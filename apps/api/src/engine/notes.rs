//! Short free-text summary of the candidate.

use super::normalize::content_lines;
use super::vocab::section_header;

pub const NOTES_MAX_CHARS: usize = 280;
const NOTES_MAX_LINES: usize = 3;
const MIN_SUBSTANTIVE_CHARS: usize = 40;

const SUMMARY_HEADERS: &[&str] = &[
    "summary",
    "profile",
    "about me",
    "personal statement",
    "objective",
];

/// Lines under a summary/profile header, else the first substantive lines of
/// the document. `None` when nothing qualifies.
pub fn extract_notes(text: &str) -> Option<String> {
    let lines = summary_block(text).unwrap_or_else(|| substantive_lines(text));
    if lines.is_empty() {
        return None;
    }
    Some(truncate(&lines.join(" "), NOTES_MAX_CHARS))
}

fn summary_block(text: &str) -> Option<Vec<&str>> {
    let mut lines = content_lines(text);
    lines.find(|line| {
        section_header(line)
            .map(|h| SUMMARY_HEADERS.iter().any(|s| h.contains(s)))
            .unwrap_or(false)
    })?;

    let block: Vec<&str> = lines
        .take_while(|line| section_header(line).is_none())
        .take(NOTES_MAX_LINES)
        .collect();
    (!block.is_empty()).then_some(block)
}

fn substantive_lines(text: &str) -> Vec<&str> {
    content_lines(text)
        .filter(|line| is_substantive(line))
        .take(NOTES_MAX_LINES)
        .collect()
}

fn is_substantive(line: &str) -> bool {
    if line.chars().count() < MIN_SUBSTANTIVE_CHARS || line.contains('@') {
        return false;
    }
    let visible = line.chars().filter(|c| !c.is_whitespace()).count();
    let digits = line.chars().filter(|c| c.is_ascii_digit()).count();
    digits * 2 < visible
}

fn truncate(s: &str, max_chars: usize) -> String {
    if s.chars().count() <= max_chars {
        return s.to_string();
    }
    let mut out: String = s.chars().take(max_chars - 1).collect();
    out.truncate(out.trim_end().len());
    out.push('…');
    out
}
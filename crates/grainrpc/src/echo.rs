//! The echo grain served by `grainrpc serve`.

use std::sync::atomic::{AtomicU64, Ordering};

use grainrpc_endpoint::{remote_interface, CallResult};

/// Grain id the echo servant is registered under unless told otherwise.
pub const DEFAULT_ECHO_GRAIN: u64 = 1;

remote_interface! {
    /// Answers with what it was sent.
    pub trait Echo as "grainrpc.Echo" {
        fn echo(&self, message: String) -> CallResult<String>;
        /// Number of echo calls answered so far.
        fn calls(&self) -> CallResult<u64>;
    }
}

#[derive(Debug, Default)]
pub struct EchoServant {
    calls: AtomicU64,
}

impl Echo for EchoServant {
    fn echo(&self, message: String) -> CallResult<String> {
        self.calls.fetch_add(1, Ordering::Relaxed);
        Ok(message)
    }

    fn calls(&self) -> CallResult<u64> {
        Ok(self.calls.load(Ordering::Relaxed))
    }
}
//! Declarative definition of remote interfaces.

/// Defines a remote interface.
///
/// Generates the trait itself, a proxy type implementing it, and an
/// implementation of [`RemoteInterface`](crate::RemoteInterface) for
/// `dyn Trait` that describes its methods, creates proxies and dispatches
/// incoming calls to a subject.
///
/// Every method takes `&self` and returns either `CallResult<T>` (the
/// caller blocks until the result arrives) or `Task<T>`. Argument and
/// result types must implement `Serialize` and `DeserializeOwned`; wrap a
/// remote interface in [`ByRef`](crate::ByRef) to pass it by reference.
///
/// ```ignore
/// remote_interface! {
///     /// A shared counter.
///     pub trait Counter as "example.Counter" {
///         #[dispatch(SerializePerObject)]
///         fn increment(&self, by: u64) -> CallResult<u64>;
///
///         #[dispatch(Async)]
///         fn reset(&self) -> CallResult<()>;
///     }
/// }
/// ```
///
/// `#[dispatch(..)]` takes a [`Dispatch`](crate::Dispatch) variant and
/// defaults to `Unordered`.
#[macro_export]
macro_rules! remote_interface {
    (
        $(#[$attr:meta])*
        $vis:vis trait $name:ident as $wire:literal {
            $(
                $(#[doc = $doc:literal])*
                $(#[dispatch($policy:ident)])?
                fn $method:ident(&self $(, $arg:ident : $arg_ty:ty)* $(,)?) -> $ret:ty;
            )*
        }
    ) => {
        $(#[$attr])*
        $vis trait $name: ::std::marker::Send + ::std::marker::Sync + 'static {
            $(
                $(#[doc = $doc])*
                fn $method(&self $(, $arg: $arg_ty)*) -> $ret;
            )*
        }

        const _: () = {
            struct Proxy {
                handle: $crate::ProxyHandle,
            }

            impl $name for Proxy {
                $(
                    fn $method(&self $(, $arg: $arg_ty)*) -> $ret {
                        self.handle.call::<$ret>(
                            ::std::stringify!($method),
                            &|_args: &mut $crate::ArgumentWriter| -> $crate::CallResult<()> {
                                $( _args.push(&$arg)?; )*
                                ::std::result::Result::Ok(())
                            },
                        )
                    }
                )*
            }

            impl $crate::RemoteInterface for dyn $name {
                fn descriptor() -> &'static $crate::InterfaceDescriptor {
                    static METHODS: &[$crate::MethodDescriptor] = &[
                        $(
                            $crate::MethodDescriptor::new(
                                ::std::stringify!($method),
                                $crate::__dispatch_policy!($($policy)?),
                            ),
                        )*
                    ];
                    static DESCRIPTOR: $crate::InterfaceDescriptor =
                        $crate::InterfaceDescriptor::new($wire, METHODS);
                    &DESCRIPTOR
                }

                fn create_proxy(handle: $crate::ProxyHandle) -> ::std::sync::Arc<Self> {
                    ::std::sync::Arc::new(Proxy { handle })
                }

                fn invoke(
                    subject: &Self,
                    call: &mut $crate::IncomingCall,
                ) -> $crate::CallResult<$crate::__private::Value> {
                    let method = ::std::string::ToString::to_string(call.method());
                    match method.as_str() {
                        $(
                            ::std::stringify!($method) => {
                                $( let $arg: $arg_ty = call.arg()?; )*
                                let ret = subject.$method($($arg),*);
                                <$ret as $crate::RemoteReturn>::into_reply(ret, call.site())
                            }
                        )*
                        other => ::std::result::Result::Err(call.unknown_method(other)),
                    }
                }
            }
        };
    };
}

#[doc(hidden)]
#[macro_export]
macro_rules! __dispatch_policy {
    () => {
        $crate::Dispatch::Unordered
    };
    ($policy:ident) => {
        $crate::Dispatch::$policy
    };
}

---

PROBLEM: From the lines above, copy those that contain the word "Relaxed".

RESULT FOR THIS TASK:
        self.calls.fetch_add(1, Ordering::Relaxed);
        Ok(self.calls.load(Ordering::Relaxed))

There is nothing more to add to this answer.